An American advocate of woman's rights in the early days of the feminist movement, Amelia Jenks Bloomer (1818-1894) spent most of her life working for the cause. She was also a reformer of women's clothing and helped promote "bloomers."
Amelia Jenks was born into a family of modest means in Homer, N.Y., on May 27, 1818. Her formal education was negligible, consisting of only a few years in grammar school. At the age of 22 she married Dexter Bloomer, a lawyer and part owner of the Seneca Falls County Courier. A man of Quaker background and progressive social principles, he encouraged his wife to write articles on temperance and other social issues for his newspaper and for other periodicals.

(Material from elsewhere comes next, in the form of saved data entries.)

use thiserror::Error;

#[derive(Debug, Error)]
pub enum ProtocolError {
    #[error("message too large: {0} bytes (max 65536)")]
    MessageTooLarge(usize),

    #[error("serialization error: {0}")]
    Serialization(#[from] serde_json::Error),

    #[error("I/O error: {0}")]
    Io(#[from] std::io::Error),
}
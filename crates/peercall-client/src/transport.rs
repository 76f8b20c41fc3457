//! The peer-to-peer media transport seen through the call layer.
//!
//! A transport is created per call by a [`TransportFactory`] and reports
//! asynchronous happenings (gathered candidates, connectivity, remote tracks)
//! on an event channel that the call manager drains.

use std::sync::Arc;

use async_trait::async_trait;
use peercall_crypto::FrameTransform;
use peercall_protocol::{IceCandidate, IceServer, SessionDescription};
use tokio::sync::mpsc;

use crate::error::CallError;
use crate::media::{MediaStream, MediaTrack, TrackKind};

#[derive(Debug, Clone, Copy, PartialEq, Eq)]
pub enum SignalingState {
    Stable,
    HaveLocalOffer,
    HaveRemoteOffer,
    Closed,
}

#[derive(Debug, Clone, Copy, PartialEq, Eq)]
pub enum ConnectionState {
    New,
    Connecting,
    Connected,
    Disconnected,
    Failed,
    Closed,
}

/// One sender or receiver of the transport, addressed by its track id.
#[derive(Debug, Clone, PartialEq, Eq)]
pub struct MediaEndpoint {
    pub track_id: String,
    pub kind: TrackKind,
}

#[derive(Debug)]
pub enum TransportEvent {
    /// A local candidate to trickle to the peer.
    IceCandidate(IceCandidate),
    ConnectionStateChanged(ConnectionState),
    /// Local tracks changed and a fresh offer is needed.
    NegotiationNeeded,
    /// The peer started sending a track.
    Track {
        track: Arc<dyn MediaTrack>,
        stream: MediaStream,
    },
    /// A receiver dropped an inbound frame.
    FrameRejected {
        track_id: String,
        reason: String,
        consecutive_failures: u32,
    },
}

pub type TransportEvents = mpsc::UnboundedReceiver<TransportEvent>;

#[async_trait]
pub trait PeerTransport: Send + Sync {
    async fn create_offer(&self) -> Result<SessionDescription, CallError>;
    async fn create_answer(&self) -> Result<SessionDescription, CallError>;
    async fn set_local_description(&self, desc: SessionDescription) -> Result<(), CallError>;
    async fn set_remote_description(&self, desc: SessionDescription) -> Result<(), CallError>;
    async fn add_ice_candidate(&self, candidate: IceCandidate) -> Result<(), CallError>;

    /// Start sending `track`; returns the sender's track id.
    fn add_track(&self, track: Arc<dyn MediaTrack>, stream: &MediaStream) -> Result<String, CallError>;
    fn remove_track(&self, track_id: &str) -> Result<(), CallError>;

    fn senders(&self) -> Vec<MediaEndpoint>;
    fn receivers(&self) -> Vec<MediaEndpoint>;

    /// Install `transform` on the sender (encrypt) or receiver (decrypt) for
    /// `track_id`, replacing any previous one.
    fn attach_transform(&self, track_id: &str, transform: FrameTransform) -> Result<(), CallError>;

    fn signaling_state(&self) -> SignalingState;
    fn connection_state(&self) -> ConnectionState;

    async fn close(&self);
}

#[async_trait]
pub trait TransportFactory: Send + Sync {
    async fn create(
        &self,
        ice_servers: &[IceServer],
    ) -> Result<(Arc<dyn PeerTransport>, TransportEvents), CallError>;
}
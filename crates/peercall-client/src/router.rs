//! Dispatch of inbound call signals to the call manager.

use std::sync::Arc;

use peercall_protocol::{CallPayload, CallSignalingMessage, UNSTAMPED_USER_ID};
use tokio::sync::mpsc;
use tracing::{debug, info, warn};

use crate::error::CallError;
use crate::manager::CallManager;

pub struct SignalRouter {
    manager: Arc<CallManager>,
}

impl SignalRouter {
    pub fn new(manager: Arc<CallManager>) -> Self {
        Self { manager }
    }

    pub fn manager(&self) -> &Arc<CallManager> {
        &self.manager
    }

    /// Handle one inbound signal. The sender id is the one stamped by the relay.
    pub async fn handle(&self, message: CallSignalingMessage) -> Result<(), CallError> {
        let from = message.from_user_id;
        if from == UNSTAMPED_USER_ID {
            warn!(kind = message.kind(), "signal without a stamped sender dropped");
            return Err(CallError::Signaling(format!(
                "{} arrived without a sender id",
                message.kind()
            )));
        }
        debug!(from, kind = message.kind(), "inbound signal");

        let manager = &self.manager;
        match message.payload {
            CallPayload::Invite(invite) => manager.on_invite(from, invite).await,
            CallPayload::Accept => manager.on_remote_accepted(from).await,
            CallPayload::Reject => {
                info!(from, "call rejected");
                manager.on_remote_ended(from).await
            }
            CallPayload::End => manager.on_remote_ended(from).await,
            CallPayload::Offer(offer) => manager.on_offer(from, offer).await,
            CallPayload::Answer(answer) => manager.on_answer(from, answer).await,
            CallPayload::IceCandidate(candidate) => manager.on_remote_candidate(from, candidate).await,
            CallPayload::SessionKey(wrapped) => {
                manager
                    .on_session_key(from, wrapped, message.session_key_hash)
                    .await
            }
            CallPayload::VideoToggle(enabled) => manager.on_remote_video_toggle(from, enabled).await,
            CallPayload::ScreenShareToggle(active) => {
                manager.on_remote_screen_share_toggle(from, active).await
            }
        }
    }

    /// Handle signals in arrival order until the channel closes.
    pub async fn run(self, mut inbound: mpsc::UnboundedReceiver<CallSignalingMessage>) {
        while let Some(message) = inbound.recv().await {
            let from = message.from_user_id;
            let kind = message.kind();
            if let Err(e) = self.handle(message).await {
                warn!(from, kind, "signal handling failed: {e}");
            }
        }
        info!("signaling channel closed, ending all calls");
        self.manager.end_all().await;
    }
}
use peercall_protocol::IceServer;
use serde::Deserialize;

/// Relay configuration, loaded from a TOML file.
#[derive(Debug, Deserialize)]
pub struct RelayConfig {
    /// IP address to bind on (default "0.0.0.0").
    #[serde(default = "default_host")]
    pub host: String,

    /// TCP port for client control connections.
    #[serde(default = "default_port")]
    pub port: u16,

    /// Maximum concurrent users.
    #[serde(default = "default_max_users")]
    pub max_users: u32,

    /// Path to TLS certificate file (PEM).
    #[serde(default = "default_cert_path")]
    pub cert_path: String,

    /// Path to TLS private key file (PEM).
    #[serde(default = "default_key_path")]
    pub key_path: String,

    /// Signals a user may burst before being throttled.
    #[serde(default = "default_signal_burst")]
    pub signal_burst: u32,

    /// Sustained signals per second per user.
    #[serde(default = "default_signal_rate")]
    pub signal_rate: u32,

    /// ICE servers handed to clients for their peer transports.
    #[serde(default = "default_ice_servers")]
    pub ice_servers: Vec<IceServer>,
}

fn default_host() -> String {
    "0.0.0.0".into()
}

fn default_port() -> u16 {
    9443
}

fn default_max_users() -> u32 {
    256
}

fn default_cert_path() -> String {
    "certs/relay.crt".into()
}

fn default_key_path() -> String {
    "certs/relay.key".into()
}

fn default_signal_burst() -> u32 {
    100
}

fn default_signal_rate() -> u32 {
    50
}

fn default_ice_servers() -> Vec<IceServer> {
    vec![IceServer::stun("stun:stun.l.google.com:19302")]
}

impl Default for RelayConfig {
    fn default() -> Self {
        Self {
            host: default_host(),
            port: default_port(),
            max_users: default_max_users(),
            cert_path: default_cert_path(),
            key_path: default_key_path(),
            signal_burst: default_signal_burst(),
            signal_rate: default_signal_rate(),
            ice_servers: default_ice_servers(),
        }
    }
}

#[cfg(test)]
mod tests {
    use super::*;

    #[test]
    fn default_config_values() {
        let config = RelayConfig::default();
        assert_eq!(config.port, 9443);
        assert_eq!(config.max_users, 256);
        assert_eq!(config.ice_servers.len(), 1);
    }

    #[test]
    fn config_toml_deserialization() {
        let toml = r#"
            port = 1234
            max_users = 8
            cert_path = "test.crt"
            key_path = "test.key"

            [[ice_servers]]
            urls = ["turn:turn.example.org:3478"]
            username = "relay"
            credential = "secret"
        "#;
        let config: RelayConfig = toml::from_str(toml).unwrap();
        assert_eq!(config.port, 1234);
        assert_eq!(config.max_users, 8);
        assert_eq!(config.cert_path, "test.crt");
        assert_eq!(config.host, "0.0.0.0");
        assert_eq!(config.ice_servers[0].urls, vec!["turn:turn.example.org:3478"]);
        assert_eq!(config.ice_servers[0].username.as_deref(), Some("relay"));
    }
}
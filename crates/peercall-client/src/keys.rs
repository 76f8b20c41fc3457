//! Session key exchange on top of the crypto primitives.
//!
//! The initiator generates each key, wraps it to the responder's identity key
//! and sends it as `call_session_key`; the responder unwraps it with the
//! initiator's identity key. Scheduling (first exchange, rotation, watchdog)
//! is driven by the call manager.

use std::future::Future;
use std::sync::Arc;
use std::time::Duration;

use peercall_crypto::{
    unwrap_session_key, wrap_session_key, IdentityKeyPair, PublicKeyBytes, SessionKeyMaterial,
    WrappedSessionKey,
};
use peercall_protocol::{UserId, WrappedKey};
use tracing::debug;

use crate::directory::Directory;
use crate::error::CallError;

/// Await `future`, bounded by `limit` when one is configured.
pub(crate) async fn with_timeout<T, F>(
    limit: Option<Duration>,
    what: &'static str,
    future: F,
) -> Result<T, CallError>
where
    F: Future<Output = Result<T, CallError>>,
{
    match limit {
        Some(limit) => tokio::time::timeout(limit, future)
            .await
            .map_err(|_| CallError::Timeout(what))?,
        None => future.await,
    }
}

pub struct KeyManager {
    identity: IdentityKeyPair,
    directory: Arc<dyn Directory>,
    public_key_timeout: Option<Duration>,
}

impl KeyManager {
    pub fn new(
        identity: IdentityKeyPair,
        directory: Arc<dyn Directory>,
        public_key_timeout: Option<Duration>,
    ) -> Self {
        Self {
            identity,
            directory,
            public_key_timeout,
        }
    }

    pub fn public_key(&self) -> PublicKeyBytes {
        self.identity.public_bytes()
    }

    /// Fetch the peer's current identity key.
    pub async fn peer_key(&self, user_id: UserId) -> Result<PublicKeyBytes, CallError> {
        let key = with_timeout(
            self.public_key_timeout,
            "public key fetch",
            self.directory.fetch_public_key(user_id),
        )
        .await?;
        debug!(user_id, "fetched peer identity key");
        Ok(key)
    }

    /// Fresh key for a call or a rotation. Never derived from a previous key.
    pub fn generate(&self) -> Result<SessionKeyMaterial, CallError> {
        Ok(SessionKeyMaterial::generate()?)
    }

    pub fn seal(
        &self,
        peer_key: &PublicKeyBytes,
        key: &SessionKeyMaterial,
        session_id: &str,
    ) -> Result<WrappedKey, CallError> {
        let wrapped = wrap_session_key(&self.identity, peer_key, key, session_id)?;
        Ok(WrappedKey {
            salt: wrapped.salt.to_vec(),
            nonce: wrapped.nonce.to_vec(),
            ciphertext: wrapped.ciphertext,
        })
    }

    /// Unwrap a received key. When the sender attached a fingerprint it must
    /// match the recovered key.
    pub fn open(
        &self,
        peer_key: &PublicKeyBytes,
        payload: &WrappedKey,
        session_id: &str,
        expected_hash: Option<&str>,
    ) -> Result<SessionKeyMaterial, CallError> {
        let wrapped =
            WrappedSessionKey::from_parts(&payload.salt, &payload.nonce, payload.ciphertext.clone())?;
        let key = unwrap_session_key(&self.identity, peer_key, &wrapped, session_id)?;
        if let Some(hash) = expected_hash {
            if !key.matches_hash(hash) {
                return Err(CallError::KeyExchange(format!(
                    "session key fingerprint mismatch: announced {hash}, got {}",
                    key.fingerprint_hex()
                )));
            }
        }
        Ok(key)
    }
}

In 1848, at the age of 30, Bloomer attended the first public Woman's Rights Convention at Seneca Falls, N.Y., but she took no part in the proceedings. A few months later she began to publish her own temperance newspaper, The Lily, which was immensely successful, gaining a circulation of 4,000 within a few years. At this time in her career Amelia Bloomer was a small, slight, dark-haired woman with good features and a pleasant expression. Timid and retiring by nature, she was a sternly serious person, seemingly lacking in any sense of humor.
Prodded by Elizabeth Cady Stanton, who also lived in Seneca Falls, Bloomer devoted increasing space in The Lily to questions concerning woman's rights, such as unequal educational opportunities, discriminatory marriage and property laws, and suffrage. In 1851 The Lily supported the reform in women's dress which came to bear Bloomer's name. Female fashion in the 1850s consisted of unhealthy, tightly laced corsets, layers of petticoats that could weigh well over 10 pounds, and floor-length dresses that dragged in the filth of the era's unpaved and unswept streets. The bloomer costume dispensed with corsets in favor of loose bodices, substituted baggy ankle-length pantaloons for petticoats, and cut the gowns to above the knee. Such a costume had been worn at the utopian New Harmony colony in Indiana in the 1820s and as resort wear during the 1830s, and Mrs. Bloomer was by no means the originator of the revival in 1851. But her promotion of it attached her name to the sensation. Woman's-rights advocates, such as Elizabeth Cady Stanton and Susan B. Anthony, wore the reform dress for a year or so but abandoned it when they concluded that the ridicule it frequently elicited was preventing a fair hearing of their views. Mrs. Bloomer continued to wear the dress until the late 1850s, but, conservative by nature (she never shared the liberal religious views or abolitionist sentiments of her sisters in the movement), even she eventually opposed bloomers as inexpedient.
Bloomer moved to Council Bluffs, lowa, in 1855, where she abandoned The Lily but continued to work actively in the woman's-suffrage movement of that state. She lectured and wrote widely, served as president of the state Woman Suffrage Association between 1871 and 1873, and corresponded with and arranged lectures for Lucy Stone, Susan B. Anthony, and Elizabeth Cady Stanton in lowa. She retired increasingly into private life in the 1870s, troubled by poor health. She died at Council Bluffs on the last day of 1894.
Amelia Bloomer's work never matched the incessant and selfless activity of some of her contemporaries, but she contributed to the suffrage movement far more profoundly than the generally facetious use of her name would indicate.
Bloomer's husband, Dexter C. Bloomer, published the Life and Writings of Amelia Bloomer (1895) shortly after her death. Most of the general works on the 19th century woman's suffrage movement take note of her. The most valuable work treating her career in some detail is Louise R. Noun, Strong-Minded Women: The Emergence of the Woman-Suffrage Movement in Iowa (1970). See also Eleanor Flexner, Century of Struggle: The Woman's Rights Movement in The United States (1959); Robert W. Smuts, Women and Work in America (1959); Aileen S. Kraditor, The Ideas of the Woman Suffrage Movement, 1890-1920 (1965); Andrew Sinclair, The Better Half: The Emancipation of American Women (1965); and William L. O'Neill, Everyone Was Brave (1969).